10 tips for coping with loneliness
1. Open up to people about how you feel
Don’t suffer in silence. Be frank and honest with yourself and others about just how lonely you feel.
2. Identify the root cause of your loneliness
Try to figure out the reason why you are feeling lonely. It could be because of a bereavement, a relationship break up, discrimination, disability, financial struggles, a mental illness, retirement, a job or home move.
You may already know why but sometimes the cause is not so clear. Once you have identified a cause for your loneliness you can begin to tackle it.
3. Address the cause of loneliness
There are many different causes for loneliness, which require different actions
If you are struggling financially, which is impacting your social life and wellbeing, you should seek financial help. The Red Cross has listed organisations who can help you face any financial difficulty.
If you are finding it difficult to cope after a bereavement, specialist bereavement counselling is available. Cruse Bereavement Support offers information and support after a bereavement via its telephone line 0808 8808 1677. You can connect with others who have also experienced the loss of a loved one.
If going through a relationship break up/ divorce, consider ways to meet new friends. Consider dating, if you feel comfortable enough.
You may have faced discrimination, (e.g. sex, LGBTQ+, race, religion, disability etc), which might be is making you isolate yourself from others. Reach out for help by contacting people who could help you stop the discrimination, e.g. dedicated helplines, a trusted friend or the police.
If you have a mental health illness, get support by contacting a MIND helpline and visit your GP. hubofhope.co.uk is a UK-wide mental health service database which lets you search for local, peer, community and private/NHS mental health support. If you feel suicidal, Samaritans are open 24/7 for anyone who needs to talk 116 123 (freephone).
Anyone who is struggling with a specific disability or health condition, can check out this list of charities and organisations, who can help. If you need home care to help you with day-to -day living, you can find out more about different types of home care.
4. Consider talking therapies
If you feel like you want to talk to someone about your feelings of loneliness and how to tackle it, there are talking therapies such as counselling services you can turn to.
The British Association for Counselling and Psychotherapy (BACP) is a professional body for talking therapy and counselling. It provides information and a list of accredited therapists.
5. Make new social connections
Social connections can be made in person or online. Meetup.com is a website that helps people find face-to-face groups of people who share the same interests or aspirations. Consider joining a club or society. This could involve taking up old or new hobbies playing virtual games with others online or joining a local walking group. You can find a walking group on www.ramblers.org.uk.
6. Be in the presence of other people
You may find that going to environments where there are lots of people can help with coping with loneliness. For example, coffee shops, parks, libraries or shopping centres. Listening to the chatter of others and experiencing the presence of others near you may help, even if you feel you do not want to talk to anyone.
Another way to do this is by attending a local parkrun which you can do by visiting www.parkrun.org.uk.
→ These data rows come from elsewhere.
// Seeded random stream for melody evolution.
//
// xoshiro256++ (Blackman & Vigna, 2019), state expanded from a single `u64`
// seed with SplitMix64. Every stochastic decision in a Cantus run (initial
// population, mutation, tournament draws, crossover points) pulls from one
// `CantusRng` owned by the engine and passed down as `&mut`. Nothing reads a
// global or thread-local generator, so a seed fully determines a run.
//
// The generator keeps no floating-point state and the integer helpers use
// rejection sampling, so draws are identical on every platform. Only
// `next_f64` converts to float, and it does so from a fixed 53-bit slice.

use serde::{Deserialize, Serialize};

/// The run's random stream.
///
/// Cloning forks the stream: the clone replays exactly what the original
/// would have produced from that point on.
#[derive(Clone, Debug, PartialEq, Eq, Serialize, Deserialize)]
pub struct CantusRng {
    s: [u64; 4],
}

impl CantusRng {
    /// Seed a new stream. Equal seeds give equal streams.
    pub fn new(seed: u64) -> Self {
        let mut sm = seed;
        let mut s = [0u64; 4];
        for word in &mut s {
            *word = splitmix64(&mut sm);
        }
        Self { s }
    }

    /// Next raw 64-bit output.
    pub fn next_u64(&mut self) -> u64 {
        let [s0, s1, s2, s3] = self.s;
        let result = s0.wrapping_add(s3).rotate_left(23).wrapping_add(s0);

        let t = s1 << 17;
        let s2 = s2 ^ s0;
        let s3 = s3 ^ s1;
        let s1 = s1 ^ s2;
        let s0 = s0 ^ s3;
        self.s = [s0, s1, s2 ^ t, s3.rotate_left(45)];

        result
    }

    /// Uniform `f64` in [0, 1), built from the top 53 bits.
    pub fn next_f64(&mut self) -> f64 {
        (self.next_u64() >> 11) as f64 / (1u64 << 53) as f64
    }

    /// Uniform integer in `[low, high)`.
    ///
    /// Panics if the range is empty.
    pub fn range_u64(&mut self, low: u64, high: u64) -> u64 {
        assert!(low < high, "range_u64: empty range {low}..{high}");
        let span = high - low;
        if span.is_power_of_two() {
            return low + (self.next_u64() & (span - 1));
        }
        // Reject the short final bucket so every residue is equally likely.
        let threshold = span.wrapping_neg() % span;
        loop {
            let r = self.next_u64();
            if r >= threshold {
                return low + r % span;
            }
        }
    }

    /// Uniform `usize` in `[low, high)`. Panics if the range is empty.
    pub fn range_usize(&mut self, low: usize, high: usize) -> usize {
        self.range_u64(low as u64, high as u64) as usize
    }

    /// Uniform `i32` in `[low, high]`, both ends included.
    pub fn range_i32_inclusive(&mut self, low: i32, high: i32) -> i32 {
        assert!(low <= high, "range_i32_inclusive: low {low} > high {high}");
        let span = (i64::from(high) - i64::from(low) + 1) as u64;
        (i64::from(low) + self.range_u64(0, span) as i64) as i32
    }

    /// Index into a collection of `len` items. Panics when `len == 0`.
    pub fn choose_index(&mut self, len: usize) -> usize {
        assert!(len > 0, "choose_index: cannot choose from an empty collection");
        self.range_usize(0, len)
    }

    /// `true` with probability `p`. `p <= 0` never fires, `p >= 1` always does.
    pub fn random_bool(&mut self, p: f64) -> bool {
        self.next_f64() < p
    }

    /// Fair coin flip.
    pub fn coin(&mut self) -> bool {
        self.next_u64() >> 63 == 1
    }
}

fn splitmix64(state: &mut u64) -> u64 {
    *state = state.wrapping_add(0x9e37_79b9_7f4a_7c15);
    let mut z = *state;
    z = (z ^ (z >> 30)).wrapping_mul(0xbf58_476d_1ce4_e5b9);
    z = (z ^ (z >> 27)).wrapping_mul(0x94d0_49bb_1331_11eb);
    z ^ (z >> 31)
}
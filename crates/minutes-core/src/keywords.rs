//! Keyword heuristics shared by compaction (topic labels) and minutes
//! generation (decision / action detection). Plain keyword matching, no NLP.

use regex::Regex;
use std::sync::LazyLock;

/// Vocabulary scanned for micro-summary topic labels.
pub const TOPIC_VOCABULARY: [&str; 9] = [
    "deadline", "decision", "task", "project", "feature", "issue", "bug", "release", "meeting",
];

static DECISION_RE: LazyLock<Option<Regex>> = LazyLock::new(|| {
    Regex::new(r"(?i)\b(decided|agreed|confirmed|approved|resolved|going with)\b").ok()
});

static ACTION_RE: LazyLock<Option<Regex>> = LazyLock::new(|| {
    Regex::new(r"(?i)\b(will|should|assign(?:ed)?|deadline|need to|action item|follow up|to-?do)\b")
        .ok()
});

static ASSIGNED_TO_RE: LazyLock<Option<Regex>> =
    LazyLock::new(|| Regex::new(r"(?i)\bassigned to ([A-Za-z][A-Za-z'-]*)").ok());

static NAME_WILL_RE: LazyLock<Option<Regex>> =
    LazyLock::new(|| Regex::new(r"\b([A-Z][a-z'-]+) (?:will|should)\b").ok());

static DEADLINE_RE: LazyLock<Option<Regex>> = LazyLock::new(|| {
    Regex::new(
        r"(?i)\b(?:by|before|due)\s+((?:next\s+)?(?:monday|tuesday|wednesday|thursday|friday|saturday|sunday|week|month)|tomorrow|tonight|end of (?:the )?(?:day|week|month)|eod|eow)\b",
    )
    .ok()
});

/// Capitalized words that precede "will"/"should" without naming anyone.
const NON_NAMES: [&str; 16] = [
    "I", "We", "You", "They", "He", "She", "It", "This", "That", "There", "Someone", "Everyone",
    "Somebody", "Nobody", "What", "Who",
];

/// Case-insensitive scan of `text` against [`TOPIC_VOCABULARY`].
///
/// Returns distinct matches ordered by their first occurrence in the text.
pub fn extract_topics(text: &str) -> Vec<String> {
    let lowered = text.to_lowercase();
    let mut found: Vec<(usize, &str)> = TOPIC_VOCABULARY
        .iter()
        .filter_map(|word| lowered.find(word).map(|pos| (pos, *word)))
        .collect();
    found.sort_by_key(|(pos, _)| *pos);
    found.into_iter().map(|(_, w)| w.to_string()).collect()
}

/// Whether the text reads like a decision.
pub fn is_decision(text: &str) -> bool {
    matches(&DECISION_RE, text)
}

/// Whether the text reads like an action item.
pub fn is_action(text: &str) -> bool {
    matches(&ACTION_RE, text)
}

/// Pull an assignee from "assigned to X", "X will", or "X should".
pub fn extract_assignee(text: &str) -> Option<String> {
    if let Some(name) = capture(&ASSIGNED_TO_RE, text) {
        return Some(capitalize(&name));
    }
    let re = NAME_WILL_RE.as_ref()?;
    re.captures_iter(text)
        .filter_map(|c| c.get(1).map(|m| m.as_str()))
        .find(|name| !NON_NAMES.contains(name))
        .map(str::to_string)
}

/// Pull a relative deadline such as "by Friday" or "end of week".
pub fn extract_deadline(text: &str) -> Option<String> {
    capture(&DEADLINE_RE, text).map(|d| d.to_lowercase())
}

/// Whether `name` appears in `text` as a whole word, ignoring case.
pub fn mentions(text: &str, name: &str) -> bool {
    let name = name.trim().to_lowercase();
    if name.is_empty() {
        return false;
    }
    let lowered = text.to_lowercase();
    lowered.match_indices(&name).any(|(start, m)| {
        let before_ok = lowered[..start]
            .chars()
            .next_back()
            .map_or(true, |c| !c.is_alphanumeric());
        let after_ok = lowered[start + m.len()..]
            .chars()
            .next()
            .map_or(true, |c| !c.is_alphanumeric());
        before_ok && after_ok
    })
}

/// Normalization used for deduplicating decisions and action items.
pub fn normalize_text(text: &str) -> String {
    let collapsed = text
        .to_lowercase()
        .split_whitespace()
        .collect::<Vec<_>>()
        .join(" ");
    collapsed
        .trim_end_matches(|c: char| c.is_ascii_punctuation() || c.is_whitespace())
        .to_string()
}

fn matches(re: &LazyLock<Option<Regex>>, text: &str) -> bool {
    re.as_ref().is_some_and(|r| r.is_match(text))
}

fn capture(re: &LazyLock<Option<Regex>>, text: &str) -> Option<String> {
    re.as_ref()?
        .captures(text)
        .and_then(|c| c.get(1))
        .map(|m| m.as_str().to_string())
}

fn capitalize(word: &str) -> String {
    let mut chars = word.chars();
    match chars.next() {
        Some(first) => first.to_uppercase().chain(chars).collect(),
        None => String::new(),
    }
}
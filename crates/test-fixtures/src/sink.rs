use std::sync::Mutex;
use std::time::Duration;

use async_trait::async_trait;

use minutes_core::errors::{MinutesError, MinutesResult};
use minutes_core::models::{MinutesRecord, TranscriptChunk};
use minutes_core::traits::MinutesSink;

/// Collects persisted records in memory.
#[derive(Default)]
pub struct MemorySink {
    records: Mutex<Vec<(MinutesRecord, Vec<TranscriptChunk>)>>,
    fail: bool,
    stall: Option<Duration>,
}

impl MemorySink {
    pub fn new() -> Self {
        Self::default()
    }

    /// A sink that rejects every record.
    pub fn failing() -> Self {
        Self {
            fail: true,
            ..Self::default()
        }
    }

    /// A sink that sleeps for `delay` before storing the record.
    pub fn stalled(delay: Duration) -> Self {
        Self {
            stall: Some(delay),
            ..Self::default()
        }
    }

    pub fn records(&self) -> Vec<MinutesRecord> {
        self.records
            .lock()
            .unwrap()
            .iter()
            .map(|(r, _)| r.clone())
            .collect()
    }

    /// Chunks persisted alongside the `index`-th record.
    pub fn chunks(&self, index: usize) -> Vec<TranscriptChunk> {
        self.records
            .lock()
            .unwrap()
            .get(index)
            .map(|(_, c)| c.clone())
            .unwrap_or_default()
    }

    pub fn len(&self) -> usize {
        self.records.lock().unwrap().len()
    }

    pub fn is_empty(&self) -> bool {
        self.len() == 0
    }
}

#[async_trait]
impl MinutesSink for MemorySink {
    async fn persist(&self, record: &MinutesRecord, chunks: &[TranscriptChunk]) -> MinutesResult<()> {
        if let Some(delay) = self.stall {
            tokio::time::sleep(delay).await;
        }
        if self.fail {
            return Err(MinutesError::PersistenceFailed {
                reason: "memory sink configured to fail".to_string(),
            });
        }
        self.records
            .lock()
            .unwrap()
            .push((record.clone(), chunks.to_vec()));
        Ok(())
    }
}
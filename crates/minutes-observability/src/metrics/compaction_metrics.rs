//! Compaction attempts per level, trimmed chunks, guard contention.

use minutes_core::errors::CompactionLevel;
use serde::{Deserialize, Serialize};

/// How one compaction attempt ended.
#[derive(Debug, Clone, Copy, PartialEq, Eq, Serialize, Deserialize)]
#[serde(rename_all = "lowercase")]
pub enum AttemptOutcome {
    /// The summary was applied to the session.
    Applied,
    /// Providers failed; nothing changed.
    Failed,
    /// A result arrived after cancellation or a session change.
    Discarded,
}

/// Counters for one compaction level.
#[derive(Debug, Clone, Copy, Default, PartialEq, Eq, Serialize, Deserialize)]
pub struct LevelCounters {
    pub attempts: u64,
    pub applied: u64,
    pub failed: u64,
    pub discarded: u64,
}

impl LevelCounters {
    fn record(&mut self, outcome: AttemptOutcome) {
        self.attempts += 1;
        match outcome {
            AttemptOutcome::Applied => self.applied += 1,
            AttemptOutcome::Failed => self.failed += 1,
            AttemptOutcome::Discarded => self.discarded += 1,
        }
    }

    /// Applied attempts as a fraction (0.0–1.0).
    pub fn success_rate(&self) -> f64 {
        if self.attempts == 0 {
            return 0.0;
        }
        self.applied as f64 / self.attempts as f64
    }
}

#[derive(Debug, Clone, Default, Serialize, Deserialize)]
pub struct CompactionMetrics {
    pub micro: LevelCounters,
    pub section: LevelCounters,
    /// Raw chunks dropped by post-append trims.
    pub chunks_trimmed: u64,
    /// Triggers that found another compaction in flight.
    pub guard_contention: u64,
}

impl CompactionMetrics {
    pub fn new() -> Self {
        Self::default()
    }

    pub fn record_attempt(&mut self, level: CompactionLevel, outcome: AttemptOutcome) {
        match level {
            CompactionLevel::Micro => self.micro.record(outcome),
            CompactionLevel::Section => self.section.record(outcome),
        }
    }

    pub fn record_trim(&mut self, dropped: usize) {
        self.chunks_trimmed += dropped as u64;
    }

    pub fn record_contention(&mut self) {
        self.guard_contention += 1;
    }
}

#[cfg(test)]
mod tests {
    use super::*;

    #[test]
    fn counts_per_level() {
        let mut m = CompactionMetrics::new();
        m.record_attempt(CompactionLevel::Micro, AttemptOutcome::Applied);
        m.record_attempt(CompactionLevel::Micro, AttemptOutcome::Failed);
        m.record_attempt(CompactionLevel::Section, AttemptOutcome::Discarded);
        m.record_trim(3);
        assert_eq!(m.micro.attempts, 2);
        assert!((m.micro.success_rate() - 0.5).abs() < f64::EPSILON);
        assert_eq!(m.section.discarded, 1);
        assert_eq!(m.chunks_trimmed, 3);
    }
}
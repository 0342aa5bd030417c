//! # minutes-core
//!
//! Foundation crate for the live session minutes system.
//! Defines all types, traits, errors, config, constants, and the keyword
//! heuristics shared by compaction and minutes generation.
//! Every other crate in the workspace depends on this.

pub mod config;
pub mod constants;
pub mod errors;
pub mod keywords;
pub mod models;
pub mod traits;

// Re-export the most commonly used types at the crate root.
pub use config::MinutesConfig;
pub use errors::{MinutesError, MinutesResult};
pub use models::{
    ActionItem, Decision, MicroSummary, ProviderKind, ProviderResponse, SummaryRequest,
    SummaryType, TranscriptChunk,
};
pub use traits::{Clock, CompletionProvider, MinutesSink, SystemClock};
Parkruns are free, weekly, 5km timed runs across the UK.
7. Establish a routine
When it comes to coping with loneliness, finding a routine that gives you structure can help give you a focus and bring interest to your day.
8. Volunteer to help others
Voluntary work is an admirable way of taking the focus away from you to others who may need help.
It is rewarding work which can boost a person’s self-esteem and confidence. If you cannot easily leave the house, this could involve signing up to befriend lonely people such as phoning elderly people via Silverline.
Information about volunteering, including local details is provided by the National Council for Voluntary Organisations (NCVO).
9. Find ways to be comfortable in your own company
If you are feeling lonely, consider finding a new hobby/interest or rekindle an old hobby.
You may find great satisfaction in getting busy with solo pursuits such as painting, sketching, fishing, birdwatching or photography. Reading books can open up new worlds and experiences through the eyes of characters.
10. Don’t give up
If you have been feeling lonely for a long time, do not blame yourself or be too hard on yourself.
It may seem like too big a leap to go out and meet new people (e.g. after the loss of a partner) but every big leap begins with a small step. The important thing is to never give up and keep trying!